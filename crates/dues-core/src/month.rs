//! # Billing Month
//!
//! A calendar month, the second half of a dues record's key.
//! Persisted and exchanged as `"YYYY-MM"`.

use std::fmt;
use std::str::FromStr;

use chrono::{Datelike, NaiveDate};
use serde::{Deserialize, Serialize};

use crate::error::ValidationError;

/// A (year, month) pair.
///
/// ## Example
/// ```rust
/// use dues_core::BillingMonth;
///
/// let month: BillingMonth = "2026-05".parse().unwrap();
/// assert_eq!(month.to_string(), "2026-05");
/// assert_eq!(month.next().to_string(), "2026-06");
/// ```
#[derive(Debug, Clone, Copy, PartialEq, Eq, PartialOrd, Ord, Hash, Serialize, Deserialize)]
#[serde(try_from = "String", into = "String")]
pub struct BillingMonth {
    year: i32,
    month: u32,
}

impl BillingMonth {
    /// Creates a month, rejecting out-of-range values.
    pub fn new(year: i32, month: u32) -> Result<Self, ValidationError> {
        if !(1..=12).contains(&month) {
            return Err(ValidationError::OutOfRange {
                field: "month".to_string(),
                min: 1,
                max: 12,
            });
        }
        if !(1..=9999).contains(&year) {
            return Err(ValidationError::OutOfRange {
                field: "year".to_string(),
                min: 1,
                max: 9999,
            });
        }
        Ok(BillingMonth { year, month })
    }

    /// The month containing `date`.
    pub fn of(date: NaiveDate) -> Self {
        BillingMonth {
            year: date.year(),
            month: date.month(),
        }
    }

    pub fn year(&self) -> i32 {
        self.year
    }

    pub fn month(&self) -> u32 {
        self.month
    }

    /// First day of this month.
    pub fn first_day(&self) -> NaiveDate {
        // Both fields are range-checked at construction, day 1 always exists.
        NaiveDate::from_ymd_opt(self.year, self.month, 1).unwrap_or(NaiveDate::MIN)
    }

    /// The following month.
    pub fn next(&self) -> Self {
        if self.month == 12 {
            BillingMonth {
                year: self.year + 1,
                month: 1,
            }
        } else {
            BillingMonth {
                year: self.year,
                month: self.month + 1,
            }
        }
    }

    /// Half-open date range `[first_day, next.first_day)` for queries.
    pub fn date_range(&self) -> (NaiveDate, NaiveDate) {
        (self.first_day(), self.next().first_day())
    }
}

impl fmt::Display for BillingMonth {
    fn fmt(&self, f: &mut fmt::Formatter<'_>) -> fmt::Result {
        write!(f, "{:04}-{:02}", self.year, self.month)
    }
}

impl FromStr for BillingMonth {
    type Err = ValidationError;

    fn from_str(s: &str) -> Result<Self, Self::Err> {
        let s = s.trim();
        if s.is_empty() {
            return Err(ValidationError::Required {
                field: "month".to_string(),
            });
        }

        let invalid = || ValidationError::InvalidFormat {
            field: "month".to_string(),
            reason: format!("expected YYYY-MM, got '{}'", s),
        };

        let (year, month) = s.split_once('-').ok_or_else(invalid)?;
        if year.len() != 4 || month.len() != 2 {
            return Err(invalid());
        }
        let year: i32 = year.parse().map_err(|_| invalid())?;
        let month: u32 = month.parse().map_err(|_| invalid())?;

        BillingMonth::new(year, month)
    }
}

impl TryFrom<String> for BillingMonth {
    type Error = ValidationError;

    fn try_from(value: String) -> Result<Self, Self::Error> {
        value.parse()
    }
}

impl From<BillingMonth> for String {
    fn from(month: BillingMonth) -> Self {
        month.to_string()
    }
}

#[cfg(test)]
mod tests {
    use super::*;

    #[test]
    fn test_parse_and_display() {
        let month: BillingMonth = "2026-05".parse().unwrap();
        assert_eq!(month.year(), 2026);
        assert_eq!(month.month(), 5);
        assert_eq!(month.to_string(), "2026-05");
    }

    #[test]
    fn test_rejects_malformed() {
        assert!(matches!(
            "".parse::<BillingMonth>(),
            Err(ValidationError::Required { .. })
        ));
        assert!("2026-5".parse::<BillingMonth>().is_err());
        assert!("2026/05".parse::<BillingMonth>().is_err());
        assert!("abcd-ef".parse::<BillingMonth>().is_err());
        assert!(matches!(
            "2026-13".parse::<BillingMonth>(),
            Err(ValidationError::OutOfRange { .. })
        ));
    }

    #[test]
    fn test_year_rollover() {
        let december = BillingMonth::new(2025, 12).unwrap();
        let (start, end) = december.date_range();
        assert_eq!(start, NaiveDate::from_ymd_opt(2025, 12, 1).unwrap());
        assert_eq!(end, NaiveDate::from_ymd_opt(2026, 1, 1).unwrap());
    }

    #[test]
    fn test_of_date() {
        let month = BillingMonth::new(2026, 2).unwrap();
        assert_eq!(
            BillingMonth::of(NaiveDate::from_ymd_opt(2026, 2, 14).unwrap()),
            month
        );
    }

    #[test]
    fn test_serde_as_string() {
        let month = BillingMonth::new(2026, 5).unwrap();
        let json = serde_json::to_string(&month).unwrap();
        assert_eq!(json, "\"2026-05\"");
        let back: BillingMonth = serde_json::from_str(&json).unwrap();
        assert_eq!(back, month);
        assert!(serde_json::from_str::<BillingMonth>("\"May\"").is_err());
    }
}
//! Parser module for CVL Index
//!
//! This module contains:
//! - `blocks`: keyword-introduced, brace-balanced block scanning
//! - `solidity`: function table and state variables of a contract
//! - `cvl`: methods block and rule/invariant blocks of a spec

pub mod blocks;
pub mod cvl;
pub mod solidity;

pub use blocks::{contains_word, scan_blocks, Block, BlockEnd, BlockScanner};
pub use cvl::{extract_methods, parse_properties, BlockType, PropertyBlock};
pub use solidity::{extract_state_variables, FunctionTable, SourceFunction, StateVariableSet};
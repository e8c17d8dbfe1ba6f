//! Linker module for CVL Index
//!
//! This module contains:
//! - `resolver`: property → contract function linkage
//! - `mutation`: state-changing function classification
//! - `expander`: transitive inlining of referenced property blocks

pub mod expander;
pub mod mutation;
pub mod resolver;

pub use expander::expand_cross_references;
pub use mutation::modifies_state;
pub use resolver::{resolve_target, TargetLinkage};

————————

What to do –
In which lines of the material above does the string "Deserialize" occur? Copy them all.

Task answer –
use serde::{Deserialize, Serialize};
#[derive(Debug, Clone, Copy, PartialEq, Eq, PartialOrd, Ord, Hash, Serialize, Deserialize)]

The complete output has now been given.